Provided records:
┏━━

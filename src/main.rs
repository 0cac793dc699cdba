//! Terminal shell around the flipview engine
//!
//! Wires the view controller to the filesystem provider and a logging
//! display sink, driven by one-letter stdin commands. Contains no engine
//! logic; it exists to exercise the whole path end-to-end.

use clap::Parser;
use log::debug;
use std::io::{BufRead, Write};
use std::sync::Arc;
use std::sync::atomic::{AtomicUsize, Ordering};
use std::time::{Duration, Instant};

use flipview::cli::Args;
use flipview::frame::DisplayFrame;
use flipview::media::{FsProvider, FsTrash};
use flipview::source::{ConfirmPrompt, DisplaySink};
use flipview::viewer::{Viewer, ViewerConfig};

/// Headless sink: counts presents and traces them to the log.
#[derive(Default)]
struct LogSink {
    presents: AtomicUsize,
}

impl DisplaySink for LogSink {
    fn present(&self, frame: &DisplayFrame) {
        let n = self.presents.fetch_add(1, Ordering::Relaxed) + 1;
        debug!(
            "present #{}: {}x{} ({} bytes)",
            n,
            frame.width(),
            frame.height(),
            frame.mem()
        );
    }
}

struct StdinPrompt;

impl ConfirmPrompt for StdinPrompt {
    fn ask_yes_no(&self, message: &str) -> bool {
        print!("{} [y/N] ", message);
        let _ = std::io::stdout().flush();
        let mut line = String::new();
        if std::io::stdin().read_line(&mut line).is_err() {
            return false;
        }
        line.trim().eq_ignore_ascii_case("y")
    }
}

fn print_status(viewer: &Viewer) {
    match viewer.current_id() {
        Some(id) => {
            let (used, budget) = viewer.cache_stats();
            println!(
                "[{}/{}] {} (rot {}, state {:?}, cache {}/{} MB)",
                viewer.index() + 1,
                viewer.item_count(),
                id,
                viewer.rotation(),
                viewer.state(),
                used >> 20,
                budget >> 20
            );
        }
        None => println!("(empty folder)"),
    }
}

fn main() -> anyhow::Result<()> {
    let args = Args::parse();

    let level = match args.verbosity {
        0 => "warn",
        1 => "info",
        2 => "debug",
        _ => "trace",
    };
    env_logger::Builder::from_env(env_logger::Env::default().default_filter_or(level)).init();

    let mut config = ViewerConfig {
        width: args.width,
        height: args.height,
        cache_budget: args.mem_mb << 20,
        loading_indicator: args.loading,
        ..ViewerConfig::default()
    };
    if let Some(workers) = args.workers {
        config.animation_workers = workers.max(1);
    }

    let mut viewer = Viewer::new(
        config,
        Arc::new(FsProvider),
        Arc::new(LogSink::default()),
        Box::new(StdinPrompt),
        Box::new(FsTrash),
    );
    viewer.set_folder(&args.folder)?;
    print_status(&viewer);
    println!("commands: n(ext) p(rev) r/R(otate) s W H (resize) x (delete) i (info) q (quit)");

    let stdin = std::io::stdin();
    for line in stdin.lock().lines() {
        let line = line?;
        let mut parts = line.split_whitespace();
        match parts.next() {
            Some("n") => viewer.next(),
            Some("p") => viewer.prev(),
            Some("r") => viewer.rotate_cw(),
            Some("R") => viewer.rotate_ccw(),
            Some("x") => {
                if let Err(e) = viewer.delete_current() {
                    eprintln!("{}", e);
                }
            }
            Some("s") => {
                let w = parts.next().and_then(|s| s.parse().ok());
                let h = parts.next().and_then(|s| s.parse().ok());
                match (w, h) {
                    (Some(w), Some(h)) => {
                        viewer.on_resize(w, h);
                        // Pump the debounce window so the reload settles
                        let end = Instant::now() + Duration::from_millis(250);
                        while Instant::now() < end {
                            viewer.update();
                            std::thread::sleep(Duration::from_millis(20));
                        }
                    }
                    _ => eprintln!("usage: s WIDTH HEIGHT"),
                }
            }
            Some("i") => {}
            Some("q") => break,
            Some(other) => {
                eprintln!("unknown command: {}", other);
                continue;
            }
            None => continue,
        }
        viewer.update();
        print_status(&viewer);
    }

    viewer.stop();
    Ok(())
}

┗━━

Print the material exactly as written, omitting nothing.

Written solution:
filename src/main.rs
repository 0cac793dc699cdba
//! Terminal shell around the flipview engine
//!
//! Wires the view controller to the filesystem provider and a logging
//! display sink, driven by one-letter stdin commands. Contains no engine
//! logic; it exists to exercise the whole path end-to-end.

use clap::Parser;
use log::debug;
use std::io::{BufRead, Write};
use std::sync::Arc;
use std::sync::atomic::{AtomicUsize, Ordering};
use std::time::{Duration, Instant};

use flipview::cli::Args;
use flipview::frame::DisplayFrame;
use flipview::media::{FsProvider, FsTrash};
use flipview::source::{ConfirmPrompt, DisplaySink};
use flipview::viewer::{Viewer, ViewerConfig};

/// Headless sink: counts presents and traces them to the log.
#[derive(Default)]
struct LogSink {
    presents: AtomicUsize,
}

impl DisplaySink for LogSink {
    fn present(&self, frame: &DisplayFrame) {
        let n = self.presents.fetch_add(1, Ordering::Relaxed) + 1;
        debug!(
            "present #{}: {}x{} ({} bytes)",
            n,
            frame.width(),
            frame.height(),
            frame.mem()
        );
    }
}

struct StdinPrompt;

impl ConfirmPrompt for StdinPrompt {
    fn ask_yes_no(&self, message: &str) -> bool {
        print!("{} [y/N] ", message);
        let _ = std::io::stdout().flush();
        let mut line = String::new();
        if std::io::stdin().read_line(&mut line).is_err() {
            return false;
        }
        line.trim().eq_ignore_ascii_case("y")
    }
}

fn print_status(viewer: &Viewer) {
    match viewer.current_id() {
        Some(id) => {
            let (used, budget) = viewer.cache_stats();
            println!(
                "[{}/{}] {} (rot {}, state {:?}, cache {}/{} MB)",
                viewer.index() + 1,
                viewer.item_count(),
                id,
                viewer.rotation(),
                viewer.state(),
                used >> 20,
                budget >> 20
            );
        }
        None => println!("(empty folder)"),
    }
}

fn main() -> anyhow::Result<()> {
    let args = Args::parse();

    let level = match args.verbosity {
        0 => "warn",
        1 => "info",
        2 => "debug",
        _ => "trace",
    };
    env_logger::Builder::from_env(env_logger::Env::default().default_filter_or(level)).init();

    let mut config = ViewerConfig {
        width: args.width,
        height: args.height,
        cache_budget: args.mem_mb << 20,
        loading_indicator: args.loading,
        ..ViewerConfig::default()
    };
    if let Some(workers) = args.workers {
        config.animation_workers = workers.max(1);
    }

    let mut viewer = Viewer::new(
        config,
        Arc::new(FsProvider),
        Arc::new(LogSink::default()),
        Box::new(StdinPrompt),
        Box::new(FsTrash),
    );
    viewer.set_folder(&args.folder)?;
    print_status(&viewer);
    println!("commands: n(ext) p(rev) r/R(otate) s W H (resize) x (delete) i (info) q (quit)");

    let stdin = std::io::stdin();
    for line in stdin.lock().lines() {
        let line = line?;
        let mut parts = line.split_whitespace();
        match parts.next() {
            Some("n") => viewer.next(),
            Some("p") => viewer.prev(),
            Some("r") => viewer.rotate_cw(),
            Some("R") => viewer.rotate_ccw(),
            Some("x") => {
                if let Err(e) = viewer.delete_current() {
                    eprintln!("{}", e);
                }
            }
            Some("s") => {
                let w = parts.next().and_then(|s| s.parse().ok());
                let h = parts.next().and_then(|s| s.parse().ok());
                match (w, h) {
                    (Some(w), Some(h)) => {
                        viewer.on_resize(w, h);
                        // Pump the debounce window so the reload settles
                        let end = Instant::now() + Duration::from_millis(250);
                        while Instant::now() < end {
                            viewer.update();
                            std::thread::sleep(Duration::from_millis(20));
                        }
                    }
                    _ => eprintln!("usage: s WIDTH HEIGHT"),
                }
            }
            Some("i") => {}
            Some("q") => break,
            Some(other) => {
                eprintln!("unknown command: {}", other);
                continue;
            }
            None => continue,
        }
        viewer.update();
        print_status(&viewer);
    }

    viewer.stop();
    Ok(())
}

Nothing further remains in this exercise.